Poziom przemocy ze strony uczestników akcji był bezprecedensowy - powiedział we wtorek rzecznik Kremla Dmitrij Pieskow, odnosząc się do sobotnich demonstracji w obronie aresztowanego opozycjonisty Aleksieja Nawalnego. Rzecznik wykluczył dialog z protestującymi.

"Poziom przemocy ze strony uczestników tych akcji był dość bezprecedensowy. Zachowywali się niezwykle agresywnie" - powiedział Pieskow.

Jak dodał, "przypadków agresji wobec przedstawicieli organów porządkowych było nieporównywalnie więcej" niż ze strony funkcjonariuszy. Dlatego - jak kontynuował - nie można porównywać wszczynania spraw karnych wobec uczestników akcji z analogicznymi krokami wobec policji.
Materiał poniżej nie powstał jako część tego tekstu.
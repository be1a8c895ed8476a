use serde::{Deserialize, Serialize};

use super::defaults;

/// Logging configuration.
#[derive(Debug, Clone, PartialEq, Serialize, Deserialize)]
#[serde(default)]
pub struct ObservabilityConfig {
    /// Log level: "trace", "debug", "info", "warn", "error".
    pub log_level: String,
    /// Emit JSON lines instead of human-readable output.
    pub json_logs: bool,
}

impl Default for ObservabilityConfig {
    fn default() -> Self {
        Self {
            log_level: defaults::DEFAULT_LOG_LEVEL.to_string(),
            json_logs: defaults::DEFAULT_JSON_LOGS,
        }
    }
}
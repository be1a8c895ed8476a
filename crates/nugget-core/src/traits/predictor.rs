use chrono::{DateTime, Utc};

use crate::activity::{ActivityRecord, CustomPreferences};
use crate::models::{PredictedActivity, PredictionResult};

/// Everything a predictor reads. `now` is always injected so identical
/// contexts produce identical results.
#[derive(Debug, Clone, Copy)]
pub struct PredictionContext<'a> {
    /// Recent records, unsorted, possibly of unrelated types.
    pub activities: &'a [ActivityRecord],
    pub birth_date: Option<DateTime<Utc>>,
    pub preferences: Option<&'a CustomPreferences>,
    pub now: DateTime<Utc>,
}

impl<'a> PredictionContext<'a> {
    pub fn new(activities: &'a [ActivityRecord], now: DateTime<Utc>) -> Self {
        Self {
            activities,
            birth_date: None,
            preferences: None,
            now,
        }
    }

    pub fn with_birth_date(mut self, birth_date: DateTime<Utc>) -> Self {
        self.birth_date = Some(birth_date);
        self
    }

    pub fn with_preferences(mut self, preferences: &'a CustomPreferences) -> Self {
        self.preferences = Some(preferences);
        self
    }
}

/// Next-event prediction over recent activity history.
///
/// Implementations are total: any context satisfying the type contract
/// yields a fully populated result.
pub trait IPredictor: Send + Sync {
    fn predict(&self, activity: PredictedActivity, ctx: &PredictionContext<'_>) -> PredictionResult;
}
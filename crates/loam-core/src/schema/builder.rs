use super::{DefaultValue, Field, FieldType};

/// Fluent construction of [`Field`] values.
///
/// ```
/// # use loam_core::schema::{FieldBuilder, FieldType};
/// let id = FieldBuilder::new("id").int().primary_key().auto_increment().build();
/// assert_eq!(id.ty, FieldType::INT);
/// assert!(id.primary_key && !id.nullable);
/// ```
#[derive(Debug, Clone)]
pub struct FieldBuilder {
    field: Field,
}

impl FieldBuilder {
    /// Starts a non-nullable `string` field.
    pub fn new(name: impl Into<String>) -> FieldBuilder {
        FieldBuilder {
            field: Field::new(name, FieldType::STRING),
        }
    }

    pub fn ty(mut self, ty: impl Into<FieldType>) -> FieldBuilder {
        self.field.ty = ty.into();
        self
    }

    pub fn string(self) -> FieldBuilder {
        self.ty(FieldType::STRING)
    }

    pub fn int(self) -> FieldBuilder {
        self.ty(FieldType::INT)
    }

    pub fn int64(self) -> FieldBuilder {
        self.ty(FieldType::INT64)
    }

    pub fn float(self) -> FieldBuilder {
        self.ty(FieldType::FLOAT)
    }

    pub fn bool(self) -> FieldBuilder {
        self.ty(FieldType::BOOL)
    }

    pub fn date_time(self) -> FieldBuilder {
        self.ty(FieldType::DATE_TIME)
    }

    pub fn json(self) -> FieldBuilder {
        self.ty(FieldType::JSON)
    }

    pub fn decimal(self) -> FieldBuilder {
        self.ty(FieldType::DECIMAL)
    }

    /// Turns the current type into an array of that type.
    pub fn array(mut self) -> FieldBuilder {
        self.field.ty = FieldType::Array(self.field.ty.scalar());
        self
    }

    /// Marks the field as the primary key. Primary keys are never nullable.
    pub fn primary_key(mut self) -> FieldBuilder {
        self.field.primary_key = true;
        self.field.nullable = false;
        self
    }

    pub fn auto_increment(mut self) -> FieldBuilder {
        self.field.auto_increment = true;
        self
    }

    pub fn nullable(mut self) -> FieldBuilder {
        self.field.nullable = true;
        self
    }

    pub fn unique(mut self) -> FieldBuilder {
        self.field.unique = true;
        self
    }

    pub fn index(mut self) -> FieldBuilder {
        self.field.index = true;
        self
    }

    pub fn default(mut self, value: impl Into<DefaultValue>) -> FieldBuilder {
        self.field.default = Some(value.into());
        self
    }

    /// Sets an explicit column name.
    pub fn map(mut self, column_name: impl Into<String>) -> FieldBuilder {
        self.field.map = Some(column_name.into());
        self
    }

    pub fn db_type(mut self, db_type: impl Into<String>) -> FieldBuilder {
        self.field.db_type = Some(db_type.into());
        self
    }

    pub fn db_attribute(mut self, attribute: impl Into<String>) -> FieldBuilder {
        self.field.db_attributes.push(attribute.into());
        self
    }

    pub fn build(mut self) -> Field {
        if self.field.primary_key {
            self.field.nullable = false;
        }
        self.field
    }
}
Pieskow zaznaczył, że "ci, którzy weszli na nielegalną akcję protestu, uczestniczyli w zamieszkach i napadali na przedstawicieli organów ochrony porządku, poważnie złamali prawo". "Z nimi dialogu być nie może i jestem przekonany, że nie będzie" - dodał.

Według danych grupy OWD-Info, prowadzącej statystykę zatrzymań, na sobotnich protestach policja zatrzymała ogółem w Rosji 3893 osoby. Demonstracje, których uczestnicy żądali uwolnienia Nawalnego z aresztu śledczego, odbyły się w ponad stu miastach Rosji.